**TRY IT**
Collect every line of the records below that contains the word "ListView".

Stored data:
....

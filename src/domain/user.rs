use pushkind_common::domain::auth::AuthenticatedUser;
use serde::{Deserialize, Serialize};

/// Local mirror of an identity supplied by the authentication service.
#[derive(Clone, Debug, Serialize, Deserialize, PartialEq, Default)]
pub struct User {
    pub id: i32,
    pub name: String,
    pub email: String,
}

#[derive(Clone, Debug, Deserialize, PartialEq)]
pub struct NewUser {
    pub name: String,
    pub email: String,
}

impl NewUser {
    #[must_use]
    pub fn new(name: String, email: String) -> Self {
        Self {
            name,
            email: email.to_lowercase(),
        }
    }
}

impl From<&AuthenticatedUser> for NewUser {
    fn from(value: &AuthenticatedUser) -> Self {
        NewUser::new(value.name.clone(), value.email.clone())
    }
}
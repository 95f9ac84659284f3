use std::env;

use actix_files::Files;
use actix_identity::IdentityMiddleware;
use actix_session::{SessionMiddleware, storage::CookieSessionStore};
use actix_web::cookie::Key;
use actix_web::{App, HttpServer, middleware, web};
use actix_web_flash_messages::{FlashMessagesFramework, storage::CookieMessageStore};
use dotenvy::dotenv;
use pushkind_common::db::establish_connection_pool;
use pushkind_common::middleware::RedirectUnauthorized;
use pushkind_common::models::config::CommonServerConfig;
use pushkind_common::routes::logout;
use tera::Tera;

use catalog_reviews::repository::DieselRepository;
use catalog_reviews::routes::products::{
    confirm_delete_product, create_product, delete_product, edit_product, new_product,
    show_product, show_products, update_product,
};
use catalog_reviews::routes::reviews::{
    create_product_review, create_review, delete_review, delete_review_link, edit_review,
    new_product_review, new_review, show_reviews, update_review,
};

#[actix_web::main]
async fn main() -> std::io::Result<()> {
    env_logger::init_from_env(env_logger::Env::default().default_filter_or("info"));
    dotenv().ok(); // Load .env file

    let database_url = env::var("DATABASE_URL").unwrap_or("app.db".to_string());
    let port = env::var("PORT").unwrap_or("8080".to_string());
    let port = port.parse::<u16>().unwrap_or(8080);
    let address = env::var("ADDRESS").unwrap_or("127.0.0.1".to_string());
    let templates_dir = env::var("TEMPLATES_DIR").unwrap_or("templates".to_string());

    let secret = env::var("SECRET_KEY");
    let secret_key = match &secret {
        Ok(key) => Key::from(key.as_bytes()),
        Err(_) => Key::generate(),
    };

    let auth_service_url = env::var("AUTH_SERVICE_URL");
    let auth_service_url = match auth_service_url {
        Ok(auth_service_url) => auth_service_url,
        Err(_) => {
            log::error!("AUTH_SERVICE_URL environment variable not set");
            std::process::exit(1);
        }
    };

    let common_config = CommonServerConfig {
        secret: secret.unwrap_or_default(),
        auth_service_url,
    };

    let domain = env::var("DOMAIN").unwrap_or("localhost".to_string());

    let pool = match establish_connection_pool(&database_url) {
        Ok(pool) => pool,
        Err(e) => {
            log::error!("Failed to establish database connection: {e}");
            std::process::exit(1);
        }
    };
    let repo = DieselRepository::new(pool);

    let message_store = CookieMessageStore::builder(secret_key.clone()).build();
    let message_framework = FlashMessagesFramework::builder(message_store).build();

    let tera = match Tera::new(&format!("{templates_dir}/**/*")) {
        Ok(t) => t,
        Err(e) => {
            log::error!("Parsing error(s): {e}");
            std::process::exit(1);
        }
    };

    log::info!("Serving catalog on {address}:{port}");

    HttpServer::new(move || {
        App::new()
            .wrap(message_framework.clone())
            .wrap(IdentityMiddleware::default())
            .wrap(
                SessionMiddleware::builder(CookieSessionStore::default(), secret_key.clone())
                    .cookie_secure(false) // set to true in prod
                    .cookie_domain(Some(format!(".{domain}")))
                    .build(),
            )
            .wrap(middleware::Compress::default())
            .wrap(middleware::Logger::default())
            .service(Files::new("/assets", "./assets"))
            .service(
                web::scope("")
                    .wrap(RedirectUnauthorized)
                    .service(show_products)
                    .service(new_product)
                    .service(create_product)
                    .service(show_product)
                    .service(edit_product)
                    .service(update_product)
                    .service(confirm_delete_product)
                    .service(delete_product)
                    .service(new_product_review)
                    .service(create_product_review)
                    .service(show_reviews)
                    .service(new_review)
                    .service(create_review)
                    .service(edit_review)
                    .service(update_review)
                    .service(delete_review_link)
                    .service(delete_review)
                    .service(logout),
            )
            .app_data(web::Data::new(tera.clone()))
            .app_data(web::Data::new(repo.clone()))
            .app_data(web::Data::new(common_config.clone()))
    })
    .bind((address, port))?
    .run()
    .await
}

....

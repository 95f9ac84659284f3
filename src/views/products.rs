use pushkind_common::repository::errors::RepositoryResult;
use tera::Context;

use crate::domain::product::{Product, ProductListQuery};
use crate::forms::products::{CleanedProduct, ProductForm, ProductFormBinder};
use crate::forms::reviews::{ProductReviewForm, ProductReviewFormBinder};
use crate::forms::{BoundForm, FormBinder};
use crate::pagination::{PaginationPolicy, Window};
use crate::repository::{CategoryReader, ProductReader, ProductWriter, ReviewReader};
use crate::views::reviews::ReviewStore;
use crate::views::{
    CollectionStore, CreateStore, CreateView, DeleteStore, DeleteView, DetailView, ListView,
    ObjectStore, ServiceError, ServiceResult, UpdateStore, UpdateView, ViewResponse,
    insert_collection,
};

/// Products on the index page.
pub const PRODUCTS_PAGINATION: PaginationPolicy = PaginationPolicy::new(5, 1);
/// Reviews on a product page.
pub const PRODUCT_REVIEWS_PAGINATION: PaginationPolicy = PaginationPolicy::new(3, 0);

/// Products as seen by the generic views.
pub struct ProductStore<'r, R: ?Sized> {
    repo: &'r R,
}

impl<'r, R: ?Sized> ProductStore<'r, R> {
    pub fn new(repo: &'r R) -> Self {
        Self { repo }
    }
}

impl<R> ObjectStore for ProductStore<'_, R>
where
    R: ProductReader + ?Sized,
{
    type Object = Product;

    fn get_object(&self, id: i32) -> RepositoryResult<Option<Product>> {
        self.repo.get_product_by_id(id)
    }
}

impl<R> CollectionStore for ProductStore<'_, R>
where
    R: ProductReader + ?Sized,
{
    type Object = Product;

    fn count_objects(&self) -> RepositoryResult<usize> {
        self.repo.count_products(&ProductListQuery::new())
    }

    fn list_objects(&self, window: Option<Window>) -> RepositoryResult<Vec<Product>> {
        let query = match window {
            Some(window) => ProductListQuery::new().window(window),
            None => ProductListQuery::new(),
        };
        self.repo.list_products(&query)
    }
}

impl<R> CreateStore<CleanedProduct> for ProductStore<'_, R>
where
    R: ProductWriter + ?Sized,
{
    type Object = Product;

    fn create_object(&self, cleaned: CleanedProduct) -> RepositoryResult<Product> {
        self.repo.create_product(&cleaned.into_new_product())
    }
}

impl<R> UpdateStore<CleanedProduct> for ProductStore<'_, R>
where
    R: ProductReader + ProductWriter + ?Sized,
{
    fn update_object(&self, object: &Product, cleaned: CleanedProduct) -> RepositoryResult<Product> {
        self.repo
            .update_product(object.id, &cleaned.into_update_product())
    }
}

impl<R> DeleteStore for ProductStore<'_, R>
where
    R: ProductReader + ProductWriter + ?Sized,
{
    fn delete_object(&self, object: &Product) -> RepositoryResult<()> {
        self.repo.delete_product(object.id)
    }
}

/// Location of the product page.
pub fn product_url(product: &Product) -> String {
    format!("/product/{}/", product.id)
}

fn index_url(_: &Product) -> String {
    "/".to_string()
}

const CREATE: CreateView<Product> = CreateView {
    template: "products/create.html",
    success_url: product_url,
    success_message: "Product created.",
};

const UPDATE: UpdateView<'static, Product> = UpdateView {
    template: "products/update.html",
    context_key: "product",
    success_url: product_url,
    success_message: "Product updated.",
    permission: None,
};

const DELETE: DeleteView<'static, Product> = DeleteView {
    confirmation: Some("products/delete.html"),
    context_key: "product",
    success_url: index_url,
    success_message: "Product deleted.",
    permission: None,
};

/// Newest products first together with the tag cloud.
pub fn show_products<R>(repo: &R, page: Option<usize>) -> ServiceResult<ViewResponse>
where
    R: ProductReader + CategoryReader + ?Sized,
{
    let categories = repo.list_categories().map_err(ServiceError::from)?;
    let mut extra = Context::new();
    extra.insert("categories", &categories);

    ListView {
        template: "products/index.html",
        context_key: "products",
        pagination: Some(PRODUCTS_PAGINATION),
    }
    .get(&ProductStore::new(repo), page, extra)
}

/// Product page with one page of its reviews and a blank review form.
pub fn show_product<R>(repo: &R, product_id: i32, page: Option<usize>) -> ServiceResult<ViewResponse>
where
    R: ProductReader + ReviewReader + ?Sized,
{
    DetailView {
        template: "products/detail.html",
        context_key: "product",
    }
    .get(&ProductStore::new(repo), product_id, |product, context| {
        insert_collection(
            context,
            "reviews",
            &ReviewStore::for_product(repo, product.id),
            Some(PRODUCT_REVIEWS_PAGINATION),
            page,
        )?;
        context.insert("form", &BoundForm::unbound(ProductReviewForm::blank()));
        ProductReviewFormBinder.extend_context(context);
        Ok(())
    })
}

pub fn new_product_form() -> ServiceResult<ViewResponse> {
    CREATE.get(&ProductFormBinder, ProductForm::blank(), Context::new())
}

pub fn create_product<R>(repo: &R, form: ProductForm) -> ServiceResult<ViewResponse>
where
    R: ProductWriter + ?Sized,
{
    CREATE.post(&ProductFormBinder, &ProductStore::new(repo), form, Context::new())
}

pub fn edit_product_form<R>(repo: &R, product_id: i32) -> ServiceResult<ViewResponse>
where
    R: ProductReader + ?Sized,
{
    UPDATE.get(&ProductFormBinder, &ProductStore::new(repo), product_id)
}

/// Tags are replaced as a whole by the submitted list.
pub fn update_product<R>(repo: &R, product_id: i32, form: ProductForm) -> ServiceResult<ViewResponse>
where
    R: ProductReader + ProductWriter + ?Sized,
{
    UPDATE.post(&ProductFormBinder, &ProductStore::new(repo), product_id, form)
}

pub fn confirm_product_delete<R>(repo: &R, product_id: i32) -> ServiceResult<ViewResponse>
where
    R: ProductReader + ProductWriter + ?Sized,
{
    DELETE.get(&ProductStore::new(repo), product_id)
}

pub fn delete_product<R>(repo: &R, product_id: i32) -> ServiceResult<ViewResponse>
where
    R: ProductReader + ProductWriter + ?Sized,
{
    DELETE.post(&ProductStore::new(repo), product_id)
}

....

**RESPONSE BELOW**
    CollectionStore, CreateStore, CreateView, DeleteStore, DeleteView, DetailView, ListView,
    ListView {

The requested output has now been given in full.